CHARENTON-LE-PONT, SAINT-MAURICE

Sade, notre voisin d’autrefois
par Françoise BOSMAN
(extrait)

 

En 1766, le marquis de Sade s’installe dans une maison louée à Arcueil. C’est là que tout commence : le libertinage non dissimulé, la rumeur de débauche qui s’enfle dans tout Paris.

La vie de Sade, l’amoureux de théâtre, se révèle être une succession de coups de théâtre.

Né le 2 juin 1740, descendant de la puissante famille des princes de Condé par sa mère et d’une vieille famille de nobles provençaux par son père, Louis Aldonze Donatien (déclaré par erreur Donatien Alphonse François) est élevé par les Jésuites à Louis-le-Grand.

Son père le marie contre son gré à une riche héritière. Dès lors, Donatien donnera libre cours à ses

sentiments et à ses penchants. Une réputation sulfureuse et même sanglante ne le quittera plus, et sa vie ne  sera plus qu’une succession de méprises et d’incompréhensions, tant dans sa vie réelle qu’à propos de sa création littéraire.

Dès les premiers scandales en 1763, la police surveille ses allées et venues. Le libertin a commencé d’écrire : la police veut l’homme et les papiers. Poursuites, perquisitions, condamnation à mort par contumace (1772) commuée en emprisonnement (1778), cavales et évasions ne cesseront plus. De plus en plus, l’écriture va remplacer l’absence tragique de liberté : l’écrivain se forge dans l’enfermement et le dénuement affectif total. La région Est de Paris l’agrippe définitivement. Prisonnier au fort de Vincennes à partir de 1777, il est embastillé de 1784 à 1789, interné un mois à Bicêtre le 14 mars 1803, puis à la maison de santé de Charenton1 jusqu’à sa mort le 2 décembre 1814.

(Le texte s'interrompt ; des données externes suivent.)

#![forbid(unsafe_code)]

use ftui::prelude::*;
use ftui::KeyEventKind;

/// Terminal key reduced to what the browser distinguishes.
#[derive(Debug, Clone, Copy, PartialEq, Eq)]
pub enum Key {
    Char(char),
    Enter,
    Esc,
    Up,
    Down,
    Left,
    Right,
    Backspace,
    PageUp,
    PageDown,
    CtrlC,
}

impl Key {
    /// Only presses count; repeats and releases are dropped.
    pub fn from_event(event: &KeyEvent) -> Option<Key> {
        if event.kind != KeyEventKind::Press {
            return None;
        }
        let key = match event.code {
            KeyCode::Char('c') if event.modifiers.contains(Modifiers::CTRL) => Key::CtrlC,
            KeyCode::Char(_) if event.modifiers.contains(Modifiers::CTRL) => return None,
            KeyCode::Char(ch) => Key::Char(ch),
            KeyCode::Enter => Key::Enter,
            KeyCode::Escape => Key::Esc,
            KeyCode::Up => Key::Up,
            KeyCode::Down => Key::Down,
            KeyCode::Left => Key::Left,
            KeyCode::Right => Key::Right,
            KeyCode::Backspace => Key::Backspace,
            KeyCode::PageUp => Key::PageUp,
            KeyCode::PageDown => Key::PageDown,
            _ => return None,
        };
        Some(key)
    }
}

/// The semantic input vocabulary the views react to.
#[derive(Debug, Clone, Copy, PartialEq, Eq)]
pub enum Action {
    Quit,
    Select,
    Up,
    Down,
    Ascend,
    Descend,
    Create,
    Delete,
    Edit,
    Back,
    Filter,
    PageUp,
    PageDown,
}

pub struct Binding {
    pub keys: &'static [Key],
    pub label: &'static str,
    pub action: Action,
}

pub const BINDINGS: &[Binding] = &[
    Binding { keys: &[Key::Char('q'), Key::CtrlC], label: "q", action: Action::Quit },
    Binding { keys: &[Key::Enter], label: "enter", action: Action::Select },
    Binding { keys: &[Key::Char('k'), Key::Up], label: "k/↑", action: Action::Up },
    Binding { keys: &[Key::Char('j'), Key::Down], label: "j/↓", action: Action::Down },
    Binding { keys: &[Key::Char('h'), Key::Left], label: "h/←", action: Action::Ascend },
    Binding { keys: &[Key::Char('l'), Key::Right], label: "l/→", action: Action::Descend },
    Binding { keys: &[Key::Char('c')], label: "c", action: Action::Create },
    Binding { keys: &[Key::Char('d')], label: "d", action: Action::Delete },
    Binding { keys: &[Key::Char('e')], label: "e", action: Action::Edit },
    Binding { keys: &[Key::Esc], label: "esc", action: Action::Back },
    Binding { keys: &[Key::Char('/')], label: "/", action: Action::Filter },
    Binding { keys: &[Key::PageUp], label: "pgup", action: Action::PageUp },
    Binding { keys: &[Key::PageDown], label: "pgdn", action: Action::PageDown },
];

pub fn action_for(key: Key) -> Option<Action> {
    BINDINGS
        .iter()
        .find(|binding| binding.keys.contains(&key))
        .map(|binding| binding.action)
}

pub fn label_for(action: Action) -> &'static str {
    BINDINGS
        .iter()
        .find(|binding| binding.action == action)
        .map(|binding| binding.label)
        .unwrap_or("?")
}

#[cfg(test)]
mod tests {
    use super::*;

    #[test]
    fn vim_and_arrow_keys_share_actions() {
        assert_eq!(action_for(Key::Char('k')), Some(Action::Up));
        assert_eq!(action_for(Key::Up), Some(Action::Up));
        assert_eq!(action_for(Key::Char('h')), Some(Action::Ascend));
        assert_eq!(action_for(Key::Right), Some(Action::Descend));
        assert_eq!(action_for(Key::CtrlC), Some(Action::Quit));
        assert_eq!(action_for(Key::Char('z')), None);
    }

    #[test]
    fn every_action_has_a_label() {
        for binding in BINDINGS {
            assert_ne!(label_for(binding.action), "?");
        }
    }

    #[test]
    fn no_key_is_bound_twice() {
        let mut seen = Vec::new();
        for binding in BINDINGS {
            for key in binding.keys {
                assert!(!seen.contains(key), "{key:?} bound twice");
                seen.push(*key);
            }
        }
    }
}
#![forbid(unsafe_code)]

//! File-backed tracing. The UI owns the terminal, so nothing goes to stderr
//! once the program is running.

use std::fs::{File, OpenOptions};
use std::path::Path;
use std::sync::Mutex;

use anyhow::{Context, Result};
use tracing_subscriber::EnvFilter;

const DEFAULT_FILTER: &str = "info";

fn open_log(path: &Path) -> Result<File> {
    if let Some(dir) = path.parent().filter(|dir| !dir.as_os_str().is_empty()) {
        std::fs::create_dir_all(dir).with_context(|| format!("creating log directory {}", dir.display()))?;
    }
    OpenOptions::new()
        .create(true)
        .append(true)
        .open(path)
        .with_context(|| format!("opening log file {}", path.display()))
}

/// `RUST_LOG` when set, otherwise `info`.
pub fn filter_from_env() -> EnvFilter {
    EnvFilter::try_from_default_env().unwrap_or_else(|_| EnvFilter::new(DEFAULT_FILTER))
}

pub fn init(path: &Path) -> Result<()> {
    let file = open_log(path)?;
    tracing_subscriber::fmt()
        .with_env_filter(filter_from_env())
        .with_writer(Mutex::new(file))
        .with_ansi(false)
        .with_target(false)
        .try_init()
        .map_err(|err| anyhow::anyhow!("installing log subscriber: {err}"))?;
    Ok(())
}
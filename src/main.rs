#![forbid(unsafe_code)]

mod app;
mod commands;
mod config;
mod controller;
mod editor;
mod error;
mod keymap;
mod logging;
mod memory;
mod model;
mod pane;
mod projection;
mod s3;
mod storage;
mod tree;
mod ui;

use std::sync::Arc;

use anyhow::{Context, Result};

use crate::app::App;
use crate::config::{AppConfig, AppContext, Backend};
use crate::controller::Controller;
use crate::editor::{EditorLauncher, ProcessEditor};
use crate::memory::MemoryGateway;
use crate::s3::S3Gateway;
use crate::storage::StorageGateway;

fn connect(cfg: &AppConfig) -> Result<Arc<dyn StorageGateway>> {
    Ok(match cfg.backend {
        Backend::Memory => Arc::new(MemoryGateway::seeded()),
        Backend::S3 => Arc::new(
            S3Gateway::connect(&cfg.region, cfg.endpoint_url.as_deref())
                .context("connecting to object storage")?,
        ),
    })
}

fn main() -> Result<()> {
    let cfg = AppConfig::from_env_and_args()?;
    logging::init(&cfg.log_file)?;
    tracing::info!(
        backend = ?cfg.backend,
        region = %cfg.region,
        listing = ?cfg.listing,
        editor = %cfg.editor,
        "starting"
    );

    let gateway = connect(&cfg)?;
    // The first listing happens before the terminal is taken over so a bad
    // credential or endpoint surfaces as a plain error and a non-zero exit.
    let buckets = gateway.list_buckets().context("listing buckets")?;
    tracing::info!(count = buckets.len(), "initial bucket listing");

    let controller = Controller::new(buckets);
    let editor: Arc<dyn EditorLauncher> = Arc::new(ProcessEditor::new(cfg.editor.clone()));
    let ctx = AppContext::new(cfg, gateway);
    App::new(ctx, controller, editor).run().context("running terminal ui")?;
    tracing::info!("exited cleanly");
    Ok(())
}
#![forbid(unsafe_code)]

use std::cell::RefCell;
use std::io;
use std::sync::Arc;
use std::time::Duration;

use ftui::prelude::*;
use ftui::render::budget::FrameBudgetConfig;
use ftui::render::cell::PackedRgba;
use ftui::{Program, ProgramConfig};

use crate::commands::{self, Completion, EditJob, Effect};
use crate::config::AppContext;
use crate::controller::Controller;
use crate::editor::EditorLauncher;
use crate::keymap::Key;
use crate::model::View;
use crate::projection::{Highlighter, StyledLine};
use crate::ui::{render, render_background};

#[derive(Debug, Clone, Copy)]
pub struct ThemeColors {
    pub screen_bg: PackedRgba,
    pub menu_bg: PackedRgba,
    pub menu_fg: PackedRgba,
    pub panel_bg: PackedRgba,
    pub panel_fg: PackedRgba,
    pub panel_border_active: PackedRgba,
    pub header_bg: PackedRgba,
    pub header_fg: PackedRgba,
    pub selection_bg: PackedRgba,
    pub selection_fg: PackedRgba,
    pub keybar_bg: PackedRgba,
    pub keybar_fg: PackedRgba,
    pub status_bg: PackedRgba,
    pub status_fg: PackedRgba,
    pub error_fg: PackedRgba,
    pub dialog_bg: PackedRgba,
    pub dialog_fg: PackedRgba,
}

impl ThemeColors {
    /// Blue-panel VGA palette.
    pub fn classic() -> Self {
        Self {
            screen_bg: PackedRgba::rgb(0, 0, 170),
            menu_bg: PackedRgba::rgb(0, 170, 170),
            menu_fg: PackedRgba::rgb(255, 255, 255),
            panel_bg: PackedRgba::rgb(0, 0, 170),
            panel_fg: PackedRgba::rgb(170, 170, 170),
            panel_border_active: PackedRgba::rgb(85, 255, 255),
            header_bg: PackedRgba::rgb(0, 0, 170),
            header_fg: PackedRgba::rgb(255, 255, 85),
            selection_bg: PackedRgba::rgb(0, 170, 170),
            selection_fg: PackedRgba::rgb(0, 0, 0),
            keybar_bg: PackedRgba::rgb(0, 170, 170),
            keybar_fg: PackedRgba::rgb(0, 0, 0),
            status_bg: PackedRgba::rgb(0, 0, 170),
            status_fg: PackedRgba::rgb(255, 255, 255),
            error_fg: PackedRgba::rgb(255, 85, 85),
            dialog_bg: PackedRgba::rgb(170, 170, 170),
            dialog_fg: PackedRgba::rgb(0, 0, 0),
        }
    }
}

#[derive(Debug)]
pub enum Msg {
    Event(Event),
    Completed(Completion),
}

impl From<Event> for Msg {
    fn from(event: Event) -> Self {
        Msg::Event(event)
    }
}

/// Highlighted body of the object last shown, keyed by what it was built from.
#[derive(Debug)]
struct HighlightCache {
    key: String,
    etag: String,
    lines: Vec<StyledLine>,
}

#[derive(Debug)]
pub struct App {
    ctx: AppContext,
    controller: Controller,
    editor: Arc<dyn EditorLauncher>,
    theme: ThemeColors,
    highlighter: Highlighter,
    highlighted: RefCell<Option<HighlightCache>>,
    force_clear_frames: RefCell<u8>,
}

impl App {
    pub fn new(ctx: AppContext, controller: Controller, editor: Arc<dyn EditorLauncher>) -> Self {
        Self {
            ctx,
            controller,
            editor,
            theme: ThemeColors::classic(),
            highlighter: Highlighter::new(),
            highlighted: RefCell::new(None),
            force_clear_frames: RefCell::new(0),
        }
    }

    pub fn run(self) -> io::Result<()> {
        let mut budget = FrameBudgetConfig::with_total(Duration::from_millis(50));
        budget.allow_frame_skip = false;
        let config = ProgramConfig::fullscreen().with_budget(budget);
        let mut program = Program::with_config(self, config)?;
        program.run()
    }

    /// Turns a reducer effect into work for the runtime.
    fn dispatch(&mut self, effect: Effect) -> Cmd<Msg> {
        match effect {
            Effect::None => Cmd::none(),
            Effect::Quit => {
                tracing::info!("quitting");
                Cmd::quit()
            }
            Effect::Request(request) => {
                tracing::debug!(request = request.label(), view = self.controller.view().name(), "issuing");
                let gateway = Arc::clone(&self.ctx.gateway);
                Cmd::task(move || Msg::Completed(commands::execute(gateway.as_ref(), request)))
            }
            Effect::OpenEditor(job) => Cmd::msg(Msg::Completed(self.run_editor(job))),
        }
    }

    /// Rebuilds the highlighted body when the open object changed.
    fn refresh_highlight(&self) {
        let View::Object(view) = self.controller.view() else {
            return;
        };
        let Some(object) = &view.object else {
            return;
        };
        let mut cache = self.highlighted.borrow_mut();
        if cache.as_ref().is_some_and(|c| c.key == object.key && c.etag == object.etag) {
            return;
        }
        *cache = Some(HighlightCache {
            key: object.key.clone(),
            etag: object.etag.clone(),
            lines: self.highlighter.highlight(&object.key, &object.content_text()),
        });
    }

    /// The editor owns the terminal until it exits, so this blocks the loop.
    fn run_editor(&mut self, job: EditJob) -> Completion {
        let result = self.editor.edit(&job.content, job.extension.as_deref());
        *self.force_clear_frames.borrow_mut() = 3;
        if let Err(err) = &result {
            tracing::warn!(error = %err, "editor session failed");
        }
        Completion::EditorFinished { purpose: job.purpose, result }
    }
}

impl Model for App {
    type Message = Msg;

    fn update(&mut self, msg: Msg) -> Cmd<Msg> {
        match msg {
            Msg::Event(Event::Key(event)) => {
                let Some(key) = Key::from_event(&event) else {
                    return Cmd::none();
                };
                tracing::trace!(?key, view = self.controller.view().name(), "key");
                let effect = self.controller.handle_key(&self.ctx, key);
                self.dispatch(effect)
            }
            Msg::Event(_) => Cmd::none(),
            Msg::Completed(completion) => {
                let effect = self.controller.apply(&self.ctx, completion);
                self.dispatch(effect)
            }
        }
    }

    fn view(&self, frame: &mut Frame) {
        frame.set_cursor(None);
        {
            let mut force_clear = self.force_clear_frames.borrow_mut();
            if *force_clear > 0 {
                frame.clear();
                *force_clear = force_clear.saturating_sub(1);
            }
        }
        render_background(frame, self.theme);
        self.refresh_highlight();
        let cache = self.highlighted.borrow();
        let body = cache.as_ref().map(|c| c.lines.as_slice()).unwrap_or(&[]);
        render(frame, &self.controller, body, self.theme);
    }
}

#[cfg(test)]
mod tests {
    use super::*;
    use crate::config::AppConfig;
    use crate::error::EditorError;
    use crate::memory::MemoryGateway;
    use crate::storage::StorageGateway;
    use std::result::Result;

    #[derive(Debug)]
    struct ScriptedEditor(Vec<u8>);

    impl EditorLauncher for ScriptedEditor {
        fn edit(&self, _content: &[u8], _extension: Option<&str>) -> Result<Vec<u8>, EditorError> {
            Ok(self.0.clone())
        }
    }

    fn app(gateway: MemoryGateway, editor: Vec<u8>) -> App {
        let gateway: Arc<dyn StorageGateway> = Arc::new(gateway);
        let controller = Controller::new(gateway.list_buckets().unwrap());
        let ctx = AppContext::new(AppConfig::default(), gateway);
        App::new(ctx, controller, Arc::new(ScriptedEditor(editor)))
    }

    #[test]
    fn editor_effect_forces_full_redraws() {
        let mut app = app(MemoryGateway::with_objects("data", [("a.txt", "a")]), b"b".to_vec());
        let done = app.run_editor(EditJob {
            content: Vec::new(),
            extension: Some("txt".to_string()),
            purpose: commands::EditPurpose::CreateObject {
                bucket: "data".to_string(),
                key: "b.txt".to_string(),
            },
        });
        assert_eq!(*app.force_clear_frames.borrow(), 3);
        assert!(matches!(done, Completion::EditorFinished { result: Ok(ref body), .. } if body == b"b"));
    }

    #[test]
    fn highlight_is_rebuilt_only_when_the_object_changes() {
        let mut app = app(MemoryGateway::with_objects("data", [("main.rs", "fn main() {}\n")]), Vec::new());
        let effect = app.controller.handle_key(&app.ctx, Key::Enter);
        let _ = app.update(Msg::Completed(run(&app, effect)));
        let effect = app.controller.handle_key(&app.ctx, Key::Enter);
        let _ = app.update(Msg::Completed(run(&app, effect)));
        assert!(matches!(app.controller.view(), View::Object(_)));

        app.refresh_highlight();
        let first = app.highlighted.borrow().as_ref().map(|c| (c.key.clone(), c.lines.len()));
        assert_eq!(first, Some(("main.rs".to_string(), 1)));
        if let Some(cache) = app.highlighted.borrow_mut().as_mut() {
            cache.lines.clear();
        }
        app.refresh_highlight();
        assert!(app.highlighted.borrow().as_ref().is_some_and(|c| c.lines.is_empty()));
    }

    fn run(app: &App, effect: Effect) -> Completion {
        let Effect::Request(request) = effect else { panic!("expected a request, got {effect:?}") };
        commands::execute(app.ctx.gateway.as_ref(), request)
    }

    #[test]
    fn completions_route_through_controller() {
        let mut app = app(MemoryGateway::with_objects("data", [("a.txt", "a")]), Vec::new());
        let listing = Completion::BucketsListed(Ok(Vec::new()));
        let _ = app.update(Msg::Completed(listing));
        let View::BucketList(list) = app.controller.view() else { panic!("expected bucket list") };
        assert!(list.buckets.is_empty());
    }
}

Sade est un homme sans visage : aucun portrait n’est parvenu jusqu’à nous. Pourtant, le prix payé pour l’enfermement total est connu : accès de colère, crises de jalousie, idées fixes, ennui mortel, calculs rénaux, quasicécité, embonpoint, migraines, crises de goutte.

Seule l’écriture permet d’échapper à l’univers carcéral et délivre son esprit. Il faudra deux siècles pour comprendre qu’au-delà du libertinage des jeunes années, très conforme aux moeurs de son temps, le scandaleux marquis est bien ce qu’il avait toujours proclamé être : un homme de lettres, ainsi que le montrera pour la première fois maître Maurice Garçon lors de sa retentissante plaidoirie de 1956 en faveur de l’éditeur Jean-Jacques Pauvert poursuivi en correctionnelle pour avoir édité les oeuvres de Sade, un ensemble de contes, pièces de théâtre, écrits politiques, écrits philosophiques, écrits pornographiques et une prodigieuse correspondance.

Socialement modéré, Sade s’immerge pourtant dans la Révolution française : il devient président de la section des Piques, commissaire pour les hôpitaux, rapporteur pour le changement des noms de rues, rédige Idée sur le mode de la sanction des lois, déclame le 9 octobre 1793 l’hommage de Marat assassiné, Discours sur les mânes de Marat et de Le Pelletier.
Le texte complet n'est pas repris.